----- Given data -----

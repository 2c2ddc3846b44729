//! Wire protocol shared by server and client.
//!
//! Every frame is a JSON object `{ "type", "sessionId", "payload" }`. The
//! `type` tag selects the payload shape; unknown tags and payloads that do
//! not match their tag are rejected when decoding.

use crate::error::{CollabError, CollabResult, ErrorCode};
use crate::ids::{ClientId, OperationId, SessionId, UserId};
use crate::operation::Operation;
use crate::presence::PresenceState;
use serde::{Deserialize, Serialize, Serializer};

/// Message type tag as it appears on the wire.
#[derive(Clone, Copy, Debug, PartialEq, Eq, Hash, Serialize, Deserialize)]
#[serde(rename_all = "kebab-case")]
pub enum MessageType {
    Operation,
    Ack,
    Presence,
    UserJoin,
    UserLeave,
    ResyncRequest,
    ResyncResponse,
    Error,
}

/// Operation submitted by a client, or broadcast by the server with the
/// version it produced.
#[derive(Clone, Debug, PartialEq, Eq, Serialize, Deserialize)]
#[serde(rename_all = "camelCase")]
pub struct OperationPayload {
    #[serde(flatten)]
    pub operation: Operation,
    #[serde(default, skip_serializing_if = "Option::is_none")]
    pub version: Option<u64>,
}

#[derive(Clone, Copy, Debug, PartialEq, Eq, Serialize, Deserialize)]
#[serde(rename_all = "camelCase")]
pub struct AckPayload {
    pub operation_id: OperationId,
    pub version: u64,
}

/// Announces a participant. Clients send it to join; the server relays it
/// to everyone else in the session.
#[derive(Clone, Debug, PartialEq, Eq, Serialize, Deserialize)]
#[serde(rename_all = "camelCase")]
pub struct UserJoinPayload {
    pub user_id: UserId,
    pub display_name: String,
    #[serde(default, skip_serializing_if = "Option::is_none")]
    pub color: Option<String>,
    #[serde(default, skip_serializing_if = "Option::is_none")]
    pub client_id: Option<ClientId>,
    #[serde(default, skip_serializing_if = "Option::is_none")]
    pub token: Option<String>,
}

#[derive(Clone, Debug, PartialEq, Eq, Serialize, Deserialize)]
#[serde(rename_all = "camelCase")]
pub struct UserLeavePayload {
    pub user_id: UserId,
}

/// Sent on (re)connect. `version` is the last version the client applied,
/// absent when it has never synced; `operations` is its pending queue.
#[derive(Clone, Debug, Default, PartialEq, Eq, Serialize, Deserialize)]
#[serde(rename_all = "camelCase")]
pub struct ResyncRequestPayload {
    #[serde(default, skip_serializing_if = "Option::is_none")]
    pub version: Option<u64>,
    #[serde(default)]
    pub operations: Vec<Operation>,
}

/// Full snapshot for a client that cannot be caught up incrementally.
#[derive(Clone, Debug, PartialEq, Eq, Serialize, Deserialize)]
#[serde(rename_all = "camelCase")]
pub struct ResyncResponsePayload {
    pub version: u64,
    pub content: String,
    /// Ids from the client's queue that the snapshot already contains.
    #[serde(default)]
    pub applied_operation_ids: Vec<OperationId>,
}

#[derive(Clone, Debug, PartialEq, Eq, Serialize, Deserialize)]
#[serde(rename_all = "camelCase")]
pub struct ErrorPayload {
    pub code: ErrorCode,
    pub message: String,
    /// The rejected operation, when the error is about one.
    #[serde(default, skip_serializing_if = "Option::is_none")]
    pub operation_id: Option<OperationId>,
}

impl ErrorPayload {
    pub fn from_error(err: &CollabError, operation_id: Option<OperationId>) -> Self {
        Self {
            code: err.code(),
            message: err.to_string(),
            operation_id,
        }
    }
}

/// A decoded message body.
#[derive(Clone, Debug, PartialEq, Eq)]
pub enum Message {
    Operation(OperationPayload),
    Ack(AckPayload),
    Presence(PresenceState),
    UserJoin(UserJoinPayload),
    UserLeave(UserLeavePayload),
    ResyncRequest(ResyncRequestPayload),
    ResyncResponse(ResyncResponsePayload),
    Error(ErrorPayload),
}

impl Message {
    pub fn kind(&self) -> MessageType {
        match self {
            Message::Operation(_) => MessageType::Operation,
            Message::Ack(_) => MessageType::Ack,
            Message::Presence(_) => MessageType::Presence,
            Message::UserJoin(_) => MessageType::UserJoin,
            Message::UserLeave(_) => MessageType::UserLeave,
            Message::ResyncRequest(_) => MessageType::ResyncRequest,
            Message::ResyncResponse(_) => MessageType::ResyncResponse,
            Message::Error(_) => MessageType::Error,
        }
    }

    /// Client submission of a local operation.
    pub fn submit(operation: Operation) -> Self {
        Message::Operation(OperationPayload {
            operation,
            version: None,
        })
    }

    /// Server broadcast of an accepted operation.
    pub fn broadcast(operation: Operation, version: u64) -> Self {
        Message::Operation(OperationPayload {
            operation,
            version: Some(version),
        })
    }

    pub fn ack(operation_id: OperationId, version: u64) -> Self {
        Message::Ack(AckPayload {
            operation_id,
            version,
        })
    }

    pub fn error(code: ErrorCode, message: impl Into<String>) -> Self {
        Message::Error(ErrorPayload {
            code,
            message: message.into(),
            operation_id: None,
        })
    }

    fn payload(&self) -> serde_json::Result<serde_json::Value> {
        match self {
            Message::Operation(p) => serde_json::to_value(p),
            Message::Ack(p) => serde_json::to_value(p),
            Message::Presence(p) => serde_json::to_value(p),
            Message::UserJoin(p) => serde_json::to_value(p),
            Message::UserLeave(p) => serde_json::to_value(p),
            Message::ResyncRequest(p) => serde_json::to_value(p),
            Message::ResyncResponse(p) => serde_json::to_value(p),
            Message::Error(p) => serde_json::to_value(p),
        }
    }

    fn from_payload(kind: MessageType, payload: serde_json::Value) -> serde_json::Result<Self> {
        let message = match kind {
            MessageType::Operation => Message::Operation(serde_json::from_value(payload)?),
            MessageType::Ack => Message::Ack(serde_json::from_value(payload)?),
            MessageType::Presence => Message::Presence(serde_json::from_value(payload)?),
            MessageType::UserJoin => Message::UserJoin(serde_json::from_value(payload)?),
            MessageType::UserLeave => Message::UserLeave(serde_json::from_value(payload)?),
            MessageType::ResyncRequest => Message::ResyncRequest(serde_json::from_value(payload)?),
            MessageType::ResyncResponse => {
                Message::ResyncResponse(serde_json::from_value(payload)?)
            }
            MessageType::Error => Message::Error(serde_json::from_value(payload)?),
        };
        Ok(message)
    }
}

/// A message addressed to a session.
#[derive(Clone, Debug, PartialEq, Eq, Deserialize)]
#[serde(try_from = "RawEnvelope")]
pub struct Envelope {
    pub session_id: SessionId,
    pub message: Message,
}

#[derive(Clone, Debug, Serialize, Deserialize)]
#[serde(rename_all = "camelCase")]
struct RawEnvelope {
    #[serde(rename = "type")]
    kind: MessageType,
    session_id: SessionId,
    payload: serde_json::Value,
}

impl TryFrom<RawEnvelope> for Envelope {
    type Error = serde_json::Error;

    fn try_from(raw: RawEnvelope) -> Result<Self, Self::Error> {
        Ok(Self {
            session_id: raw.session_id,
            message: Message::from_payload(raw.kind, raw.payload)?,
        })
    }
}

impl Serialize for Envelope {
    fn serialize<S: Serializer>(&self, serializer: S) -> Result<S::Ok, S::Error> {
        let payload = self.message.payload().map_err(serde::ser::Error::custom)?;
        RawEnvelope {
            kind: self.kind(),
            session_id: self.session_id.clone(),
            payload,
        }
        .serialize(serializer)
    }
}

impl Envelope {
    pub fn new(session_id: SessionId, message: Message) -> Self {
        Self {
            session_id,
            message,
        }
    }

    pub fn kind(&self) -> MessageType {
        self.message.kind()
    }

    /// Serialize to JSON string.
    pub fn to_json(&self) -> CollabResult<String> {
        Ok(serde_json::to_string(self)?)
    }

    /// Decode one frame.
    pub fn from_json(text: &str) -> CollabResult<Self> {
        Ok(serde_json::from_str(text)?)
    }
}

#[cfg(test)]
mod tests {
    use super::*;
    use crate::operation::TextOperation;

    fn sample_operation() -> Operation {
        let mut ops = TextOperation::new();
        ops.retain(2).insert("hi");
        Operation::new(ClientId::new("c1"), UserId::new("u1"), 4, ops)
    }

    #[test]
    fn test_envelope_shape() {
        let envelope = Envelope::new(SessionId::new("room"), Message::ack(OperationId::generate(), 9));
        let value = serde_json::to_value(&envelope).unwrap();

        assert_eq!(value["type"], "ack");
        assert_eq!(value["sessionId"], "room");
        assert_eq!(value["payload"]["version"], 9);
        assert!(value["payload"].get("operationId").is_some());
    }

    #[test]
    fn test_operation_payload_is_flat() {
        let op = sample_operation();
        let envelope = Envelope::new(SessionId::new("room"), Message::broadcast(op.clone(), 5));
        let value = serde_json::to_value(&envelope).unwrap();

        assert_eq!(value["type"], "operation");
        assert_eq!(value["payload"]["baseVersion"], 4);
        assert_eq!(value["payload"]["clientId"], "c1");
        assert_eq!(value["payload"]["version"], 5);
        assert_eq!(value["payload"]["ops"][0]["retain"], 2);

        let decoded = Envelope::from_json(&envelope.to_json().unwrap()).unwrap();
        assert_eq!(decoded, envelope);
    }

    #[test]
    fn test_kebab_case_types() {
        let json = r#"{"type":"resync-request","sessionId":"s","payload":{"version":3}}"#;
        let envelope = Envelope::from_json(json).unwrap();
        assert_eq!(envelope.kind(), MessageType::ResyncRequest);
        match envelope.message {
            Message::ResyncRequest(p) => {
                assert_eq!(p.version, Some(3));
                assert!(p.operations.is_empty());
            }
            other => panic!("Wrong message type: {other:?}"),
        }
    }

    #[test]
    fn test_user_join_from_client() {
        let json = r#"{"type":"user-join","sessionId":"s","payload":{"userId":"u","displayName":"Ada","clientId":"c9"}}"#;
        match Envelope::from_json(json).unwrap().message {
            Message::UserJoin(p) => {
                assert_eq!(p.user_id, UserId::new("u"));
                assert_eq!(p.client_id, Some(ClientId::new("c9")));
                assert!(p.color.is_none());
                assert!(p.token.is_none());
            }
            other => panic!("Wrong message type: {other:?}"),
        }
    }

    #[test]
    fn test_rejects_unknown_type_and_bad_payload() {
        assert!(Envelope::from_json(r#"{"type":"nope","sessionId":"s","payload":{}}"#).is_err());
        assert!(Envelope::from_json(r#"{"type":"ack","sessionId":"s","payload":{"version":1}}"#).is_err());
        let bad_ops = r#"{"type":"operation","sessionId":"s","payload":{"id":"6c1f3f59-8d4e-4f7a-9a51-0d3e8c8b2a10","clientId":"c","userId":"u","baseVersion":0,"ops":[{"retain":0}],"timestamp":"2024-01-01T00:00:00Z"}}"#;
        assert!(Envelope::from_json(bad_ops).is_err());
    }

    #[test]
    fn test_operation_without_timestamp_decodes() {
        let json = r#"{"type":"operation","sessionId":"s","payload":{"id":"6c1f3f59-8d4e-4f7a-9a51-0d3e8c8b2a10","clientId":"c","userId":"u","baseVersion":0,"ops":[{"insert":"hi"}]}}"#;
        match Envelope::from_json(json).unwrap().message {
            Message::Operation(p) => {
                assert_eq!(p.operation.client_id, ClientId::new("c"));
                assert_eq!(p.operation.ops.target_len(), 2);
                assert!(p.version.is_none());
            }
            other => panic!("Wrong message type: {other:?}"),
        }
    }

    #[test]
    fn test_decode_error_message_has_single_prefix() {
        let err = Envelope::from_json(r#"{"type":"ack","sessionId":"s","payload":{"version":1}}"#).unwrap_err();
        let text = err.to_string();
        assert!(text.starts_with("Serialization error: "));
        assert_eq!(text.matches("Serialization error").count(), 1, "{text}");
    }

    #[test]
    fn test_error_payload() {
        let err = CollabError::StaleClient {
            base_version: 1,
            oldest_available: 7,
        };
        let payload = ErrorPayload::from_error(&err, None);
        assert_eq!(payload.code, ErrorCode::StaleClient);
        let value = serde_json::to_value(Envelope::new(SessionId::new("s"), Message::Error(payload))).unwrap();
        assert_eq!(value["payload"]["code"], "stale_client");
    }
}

-----
----- Given data -----

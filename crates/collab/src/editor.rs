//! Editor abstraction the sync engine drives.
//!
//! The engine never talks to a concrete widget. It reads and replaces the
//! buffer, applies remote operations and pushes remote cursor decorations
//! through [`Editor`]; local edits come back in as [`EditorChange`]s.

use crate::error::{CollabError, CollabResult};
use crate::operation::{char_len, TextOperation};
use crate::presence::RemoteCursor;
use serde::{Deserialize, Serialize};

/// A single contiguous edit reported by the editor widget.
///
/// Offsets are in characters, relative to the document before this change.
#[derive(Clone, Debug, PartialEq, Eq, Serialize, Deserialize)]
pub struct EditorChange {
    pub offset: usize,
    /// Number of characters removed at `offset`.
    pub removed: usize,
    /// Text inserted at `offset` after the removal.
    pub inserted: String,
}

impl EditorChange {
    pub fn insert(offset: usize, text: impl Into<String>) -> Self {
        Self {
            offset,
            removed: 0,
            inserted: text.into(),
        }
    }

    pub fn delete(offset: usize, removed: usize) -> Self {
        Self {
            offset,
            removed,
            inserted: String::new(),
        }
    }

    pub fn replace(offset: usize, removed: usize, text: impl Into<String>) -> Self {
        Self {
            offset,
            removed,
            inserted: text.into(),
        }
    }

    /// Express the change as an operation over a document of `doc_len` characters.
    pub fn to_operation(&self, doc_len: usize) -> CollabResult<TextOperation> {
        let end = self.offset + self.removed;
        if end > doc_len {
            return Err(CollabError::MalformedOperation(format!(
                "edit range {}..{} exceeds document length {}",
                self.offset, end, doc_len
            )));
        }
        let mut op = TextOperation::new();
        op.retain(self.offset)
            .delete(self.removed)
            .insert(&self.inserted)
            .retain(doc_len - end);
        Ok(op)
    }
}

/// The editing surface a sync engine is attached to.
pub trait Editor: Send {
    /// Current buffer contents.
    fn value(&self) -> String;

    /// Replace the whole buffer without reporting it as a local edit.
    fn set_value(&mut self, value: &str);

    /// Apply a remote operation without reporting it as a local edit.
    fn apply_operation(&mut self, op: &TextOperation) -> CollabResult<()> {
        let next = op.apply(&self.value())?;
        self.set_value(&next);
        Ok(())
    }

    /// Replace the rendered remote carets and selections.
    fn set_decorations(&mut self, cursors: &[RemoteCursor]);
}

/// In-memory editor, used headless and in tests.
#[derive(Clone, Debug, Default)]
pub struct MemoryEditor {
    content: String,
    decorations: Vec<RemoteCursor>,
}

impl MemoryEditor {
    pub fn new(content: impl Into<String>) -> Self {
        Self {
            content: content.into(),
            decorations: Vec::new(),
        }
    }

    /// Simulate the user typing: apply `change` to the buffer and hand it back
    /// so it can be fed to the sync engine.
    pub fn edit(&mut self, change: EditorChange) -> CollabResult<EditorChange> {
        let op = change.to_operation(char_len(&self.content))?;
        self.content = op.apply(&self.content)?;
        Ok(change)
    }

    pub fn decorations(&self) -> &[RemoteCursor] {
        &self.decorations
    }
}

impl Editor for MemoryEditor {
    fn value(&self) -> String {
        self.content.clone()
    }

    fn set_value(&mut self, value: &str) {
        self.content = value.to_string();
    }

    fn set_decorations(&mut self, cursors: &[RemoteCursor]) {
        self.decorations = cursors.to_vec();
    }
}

-----

▶ What this task involves
Please determine how many lines of the records above include the word "RemoteCursor", replying with a number alone.

▶ Your solution
5